What you are asked to do
Once you reach the end of the data, transcribe all of it exactly.

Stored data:
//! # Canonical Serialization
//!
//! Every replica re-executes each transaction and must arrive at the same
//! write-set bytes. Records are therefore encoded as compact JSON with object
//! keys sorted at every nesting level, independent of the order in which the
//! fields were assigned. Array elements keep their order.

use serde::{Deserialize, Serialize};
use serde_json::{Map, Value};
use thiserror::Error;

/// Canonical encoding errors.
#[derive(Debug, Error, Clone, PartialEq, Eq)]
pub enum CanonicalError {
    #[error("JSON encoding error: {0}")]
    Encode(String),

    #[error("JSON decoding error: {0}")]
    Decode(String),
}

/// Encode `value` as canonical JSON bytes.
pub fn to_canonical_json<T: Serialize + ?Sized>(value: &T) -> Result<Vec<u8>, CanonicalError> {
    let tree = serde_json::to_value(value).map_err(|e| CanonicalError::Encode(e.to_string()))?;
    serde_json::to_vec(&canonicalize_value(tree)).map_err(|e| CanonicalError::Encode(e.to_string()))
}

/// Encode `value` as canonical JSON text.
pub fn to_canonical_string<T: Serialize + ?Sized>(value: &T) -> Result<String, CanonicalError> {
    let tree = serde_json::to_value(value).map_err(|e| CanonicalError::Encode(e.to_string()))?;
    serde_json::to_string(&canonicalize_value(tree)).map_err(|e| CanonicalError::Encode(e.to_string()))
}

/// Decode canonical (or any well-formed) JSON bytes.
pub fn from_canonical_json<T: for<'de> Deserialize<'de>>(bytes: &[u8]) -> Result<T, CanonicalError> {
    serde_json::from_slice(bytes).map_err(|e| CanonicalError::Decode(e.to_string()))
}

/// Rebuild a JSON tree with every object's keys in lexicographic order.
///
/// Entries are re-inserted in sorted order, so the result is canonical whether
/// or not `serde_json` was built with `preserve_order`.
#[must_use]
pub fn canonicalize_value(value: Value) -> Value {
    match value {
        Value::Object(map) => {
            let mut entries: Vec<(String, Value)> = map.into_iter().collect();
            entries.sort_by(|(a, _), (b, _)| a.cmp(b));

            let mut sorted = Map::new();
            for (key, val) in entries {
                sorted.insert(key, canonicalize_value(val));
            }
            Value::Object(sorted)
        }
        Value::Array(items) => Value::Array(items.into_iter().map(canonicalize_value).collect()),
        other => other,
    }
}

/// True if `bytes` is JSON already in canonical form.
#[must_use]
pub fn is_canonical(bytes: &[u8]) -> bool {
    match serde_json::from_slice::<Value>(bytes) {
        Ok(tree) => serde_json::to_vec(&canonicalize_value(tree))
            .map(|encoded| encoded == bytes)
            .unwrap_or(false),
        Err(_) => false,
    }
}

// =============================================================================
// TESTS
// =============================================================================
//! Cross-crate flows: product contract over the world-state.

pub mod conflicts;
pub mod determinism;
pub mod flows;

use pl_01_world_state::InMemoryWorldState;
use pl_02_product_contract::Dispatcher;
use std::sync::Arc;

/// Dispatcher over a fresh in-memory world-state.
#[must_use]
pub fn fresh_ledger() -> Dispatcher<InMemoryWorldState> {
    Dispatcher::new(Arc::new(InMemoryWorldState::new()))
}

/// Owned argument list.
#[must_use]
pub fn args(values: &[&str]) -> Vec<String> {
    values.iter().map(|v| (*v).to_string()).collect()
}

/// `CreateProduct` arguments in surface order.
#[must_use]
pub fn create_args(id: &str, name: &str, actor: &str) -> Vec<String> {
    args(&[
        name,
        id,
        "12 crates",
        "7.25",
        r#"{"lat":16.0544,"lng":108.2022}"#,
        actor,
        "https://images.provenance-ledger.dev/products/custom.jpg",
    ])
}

Your response
//! # Canonical Serialization
//!
//! Every replica re-executes each transaction and must arrive at the same
//! write-set bytes. Records are therefore encoded as compact JSON with object
//! keys sorted at every nesting level, independent of the order in which the
//! fields were assigned. Array elements keep their order.

use serde::{Deserialize, Serialize};
use serde_json::{Map, Value};
use thiserror::Error;

/// Canonical encoding errors.
#[derive(Debug, Error, Clone, PartialEq, Eq)]
pub enum CanonicalError {
    #[error("JSON encoding error: {0}")]
    Encode(String),

    #[error("JSON decoding error: {0}")]
    Decode(String),
}

/// Encode `value` as canonical JSON bytes.
pub fn to_canonical_json<T: Serialize + ?Sized>(value: &T) -> Result<Vec<u8>, CanonicalError> {
    let tree = serde_json::to_value(value).map_err(|e| CanonicalError::Encode(e.to_string()))?;
    serde_json::to_vec(&canonicalize_value(tree)).map_err(|e| CanonicalError::Encode(e.to_string()))
}

/// Encode `value` as canonical JSON text.
pub fn to_canonical_string<T: Serialize + ?Sized>(value: &T) -> Result<String, CanonicalError> {
    let tree = serde_json::to_value(value).map_err(|e| CanonicalError::Encode(e.to_string()))?;
    serde_json::to_string(&canonicalize_value(tree)).map_err(|e| CanonicalError::Encode(e.to_string()))
}

/// Decode canonical (or any well-formed) JSON bytes.
pub fn from_canonical_json<T: for<'de> Deserialize<'de>>(bytes: &[u8]) -> Result<T, CanonicalError> {
    serde_json::from_slice(bytes).map_err(|e| CanonicalError::Decode(e.to_string()))
}

/// Rebuild a JSON tree with every object's keys in lexicographic order.
///
/// Entries are re-inserted in sorted order, so the result is canonical whether
/// or not `serde_json` was built with `preserve_order`.
#[must_use]
pub fn canonicalize_value(value: Value) -> Value {
    match value {
        Value::Object(map) => {
            let mut entries: Vec<(String, Value)> = map.into_iter().collect();
            entries.sort_by(|(a, _), (b, _)| a.cmp(b));

            let mut sorted = Map::new();
            for (key, val) in entries {
                sorted.insert(key, canonicalize_value(val));
            }
            Value::Object(sorted)
        }
        Value::Array(items) => Value::Array(items.into_iter().map(canonicalize_value).collect()),
        other => other,
    }
}

/// True if `bytes` is JSON already in canonical form.
#[must_use]
pub fn is_canonical(bytes: &[u8]) -> bool {
    match serde_json::from_slice::<Value>(bytes) {
        Ok(tree) => serde_json::to_vec(&canonicalize_value(tree))
            .map(|encoded| encoded == bytes)
            .unwrap_or(false),
        Err(_) => false,
    }
}

// =============================================================================
// TESTS
// =============================================================================
//! Cross-crate flows: product contract over the world-state.

pub mod conflicts;
pub mod determinism;
pub mod flows;

use pl_01_world_state::InMemoryWorldState;
use pl_02_product_contract::Dispatcher;
use std::sync::Arc;

/// Dispatcher over a fresh in-memory world-state.
#[must_use]
pub fn fresh_ledger() -> Dispatcher<InMemoryWorldState> {
    Dispatcher::new(Arc::new(InMemoryWorldState::new()))
}

/// Owned argument list.
#[must_use]
pub fn args(values: &[&str]) -> Vec<String> {
    values.iter().map(|v| (*v).to_string()).collect()
}

/// `CreateProduct` arguments in surface order.
#[must_use]
pub fn create_args(id: &str, name: &str, actor: &str) -> Vec<String> {
    args(&[
        name,
        id,
        "12 crates",
        "7.25",
        r#"{"lat":16.0544,"lng":108.2022}"#,
        actor,
        "https://images.provenance-ledger.dev/products/custom.jpg",
    ])
}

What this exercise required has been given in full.